In the White House, it was Rosalynn who urged her husband to think more about the 1980 election as he set priorities, and talk through how decisions might play in the media.

When Jimmy Carter stayed in Washington to work every angle to free the American hostages in Iran, the first lady hit his reelection campaign trail.

"I had the best time," she told the AP. "I campaigned solid every day the last time we ran."

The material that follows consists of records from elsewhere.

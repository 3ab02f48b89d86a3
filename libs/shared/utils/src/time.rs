// libs/shared/utils/src/time.rs
//
// Pure calendar/time arithmetic used by slot generation and availability
// queries. Nothing here reads the wall clock.

use chrono::{Duration, NaiveDate, NaiveTime, Weekday};

/// Monday=1 .. Sunday=7, the ordinal used on the wire.
pub fn weekday_ordinal(day: Weekday) -> u8 {
    day.number_from_monday() as u8
}

pub fn weekday_from_ordinal(ordinal: u8) -> Option<Weekday> {
    match ordinal {
        1 => Some(Weekday::Mon),
        2 => Some(Weekday::Tue),
        3 => Some(Weekday::Wed),
        4 => Some(Weekday::Thu),
        5 => Some(Weekday::Fri),
        6 => Some(Weekday::Sat),
        7 => Some(Weekday::Sun),
        _ => None,
    }
}

/// Serde adapter so `Weekday` fields cross the wire as the 1..7 ordinal.
pub mod weekday_ord {
    use chrono::Weekday;
    use serde::{de::Error as _, Deserialize, Deserializer, Serializer};

    pub fn serialize<S: Serializer>(day: &Weekday, serializer: S) -> Result<S::Ok, S::Error> {
        serializer.serialize_u8(super::weekday_ordinal(*day))
    }

    pub fn deserialize<'de, D: Deserializer<'de>>(deserializer: D) -> Result<Weekday, D::Error> {
        let ordinal = u8::deserialize(deserializer)?;
        super::weekday_from_ordinal(ordinal)
            .ok_or_else(|| D::Error::custom("day of week must be between 1 (Monday) and 7 (Sunday)"))
    }
}

/// Walk from `start` towards `end` in `interval_minutes` steps, emitting every
/// time strictly before `end`. `end` itself is never emitted; an interval that
/// does not evenly divide the span stops at the last step that still fits.
///
/// A step that wraps past midnight terminates the walk so a window ending near
/// 24:00 cannot loop forever.
pub fn slot_times(start: NaiveTime, end: NaiveTime, interval_minutes: u32) -> Vec<NaiveTime> {
    let mut times = Vec::new();
    if interval_minutes == 0 || start >= end {
        return times;
    }

    let step = Duration::minutes(interval_minutes as i64);
    let mut current = start;
    while current < end {
        times.push(current);
        let (next, wrapped) = current.overflowing_add_signed(step);
        if wrapped != 0 {
            break;
        }
        current = next;
    }

    times
}

/// The inclusive calendar window `[start, start + window_days]`.
pub fn window_dates(start: NaiveDate, window_days: u32) -> Vec<NaiveDate> {
    start.iter_days().take(window_days as usize + 1).collect()
}

#[cfg(test)]
mod tests {
    use super::*;
    use chrono::Datelike;

    fn t(h: u32, m: u32) -> NaiveTime {
        NaiveTime::from_hms_opt(h, m, 0).unwrap()
    }

    #[test]
    fn slot_times_end_is_exclusive() {
        let times = slot_times(t(9, 0), t(10, 0), 30);
        assert_eq!(times, vec![t(9, 0), t(9, 30)]);
    }

    #[test]
    fn slot_times_uneven_interval_stops_before_end() {
        let times = slot_times(t(9, 0), t(10, 0), 45);
        assert_eq!(times, vec![t(9, 0), t(9, 45)]);
    }

    #[test]
    fn slot_times_empty_for_inverted_window() {
        assert!(slot_times(t(10, 0), t(9, 0), 30).is_empty());
        assert!(slot_times(t(9, 0), t(9, 0), 30).is_empty());
    }

    #[test]
    fn slot_times_terminates_at_midnight_wrap() {
        let times = slot_times(t(23, 0), t(23, 59), 30);
        assert_eq!(times, vec![t(23, 0), t(23, 30)]);
    }

    #[test]
    fn window_dates_is_inclusive_of_both_ends() {
        let start = NaiveDate::from_ymd_opt(2024, 6, 3).unwrap();
        let dates = window_dates(start, 28);
        assert_eq!(dates.len(), 29);
        assert_eq!(dates[0], start);
        assert_eq!(dates[28], NaiveDate::from_ymd_opt(2024, 7, 1).unwrap());
    }

    #[test]
    fn weekday_ordinals_round_trip() {
        for ordinal in 1..=7 {
            let day = weekday_from_ordinal(ordinal).unwrap();
            assert_eq!(weekday_ordinal(day), ordinal);
        }
        assert!(weekday_from_ordinal(0).is_none());
        assert!(weekday_from_ordinal(8).is_none());
    }

    #[test]
    fn window_covers_four_of_each_weekday_over_four_weeks() {
        let monday = NaiveDate::from_ymd_opt(2024, 6, 3).unwrap();
        let wednesdays = window_dates(monday, 28)
            .into_iter()
            .filter(|d| d.weekday() == chrono::Weekday::Wed)
            .count();
        assert_eq!(wednesdays, 4);
    }
}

Rosalynn Carter's signature policy issue - improving treatment and removing societal stigma about mental health - traced back to her husband's Georgia campaigns.

Voters "would stand patiently" waiting to tell of their family struggles, she once wrote. After hearing one overnight mill worker's story of caring for her afflicted child, Rosalynn decided to take the issue to the candidate. She showed up at her husband's rally that day, unannounced, and stood in line to shake his hand like everyone else.

"I want to know what you are going to do about mental health when you are governor," she asked him. She recounted his reply: "We're going to have the best mental health system in the country, and I'm going to put you in charge of it."